When Water Burns: The Fight for Georgia
“It didn’t only get you wet, it also burned your skin”
BBC Eye uncovers evidence suggesting Georgian police used water cannons laced with a chemical weapon against protesters last year.
“It didn’t only get you wet, it also burned your skin”
A year-long investigation by the BBC has uncovered evidence that police in Georgia used a World War One chemical weapon in water cannons against its own citizens during protests in Tbilisi last year. It’s believed to be camite (CA or bromobenzylcyanide), an obsolete chemical weapon first deployed by the French forces late in 1918 against the German army.
The Georgian authorities described the allegations as ‘absurd’ saying that the police had acted legally.

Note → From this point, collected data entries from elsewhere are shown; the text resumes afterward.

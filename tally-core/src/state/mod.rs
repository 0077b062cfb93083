//! Event state shared with the edge handlers
//!
//! Four trigger lines, one pending flag each. The flags are the only
//! state the asynchronous edge handlers touch.

pub mod events;
pub mod pending;

pub use events::{Trigger, TRIGGER_COUNT};
pub use pending::{EdgeLatch, PendingEvents};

Paediatrician and anti-government activist Dr Konstantine Chakhunashvili told the BBC that even small sprinkles from the water cannons burned his skin and that it took days to wash off the substance. He said that the experience led to his decision to run a medical study on nearly 350 other protesters who had also been exposed to riot control agents and water cannons.

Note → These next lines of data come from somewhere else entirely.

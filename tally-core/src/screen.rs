//! Text layout of the count screen
//!
//! Kept apart from any panel driver so the wording can be tested on the
//! host and shared by every display implementation.

use core::fmt::Write;

use heapless::String;

use crate::traits::Snapshot;

/// Characters per row on a 128 px wide panel with a 6 px font
pub const ROW_CHARS: usize = 21;

/// Rows of the count screen
pub const ROWS: usize = 2;

/// One line of screen text
pub type Line = String<ROW_CHARS>;

/// Count screen layout
pub struct CountScreen;

impl CountScreen {
    /// Render the two rows for `snapshot`
    pub fn lines(snapshot: Snapshot) -> [Line; ROWS] {
        [
            Self::row("Total Parts: ", u32::from(snapshot.lifetime)),
            Self::row("Parts in Box: ", u32::from(snapshot.in_box)),
        ]
    }

    fn row(label: &str, value: u32) -> Line {
        let mut line = Line::new();
        // Longest row is "Parts in Box: 65535", well inside ROW_CHARS
        let _ = write!(line, "{}{}", label, value);
        line
    }
}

The study concluded that nearly half of the participants reported some long-term effects - defined as beyond 30 days - such as coughing and shortness of breath. He also noticed changes in the heart and lungs in some cases.
The BBC Eye team spoke with high-level whistleblowers formerly of the Georgian riot police who helped determine the likely identity of the chemical agents used – information which the Government has so far refused to reveal. A former Head of Weaponry at the riot police told the BBC he was asked to test a mixture of two chemicals in the water cannons whilst in post and described it as 10 times stronger than regular tear gas – it made it hard to breathe and caused some of his colleagues to vomit.
The BBC shared its evidence with toxicology and chemical weapons experts who believe that the compound used is likely to be Camite (CA or bromobenzylcyanide) - an obsolete riot control agent, first deployed as a chemical weapon by French forces against the Germans at the end of World War One. It was later used by American police but then dropped due to its strength and persistence.
The UN Special Rapporteur on Torture Dr Alice Jill Edwards says that based on the BBC’s evidence, this could be classed an ‘experimental weapon’ and its use would be in violation of human rights law.
The ruling party, the Georgian Dream, described the allegation that unknown chemicals had been added to the water cannons as ‘deeply frivolous’ and ‘absurd’.
It said that law enforcement had acted ‘within the bounds of the law and constitution’ when responding to the ‘illegal actions of brutal criminals’.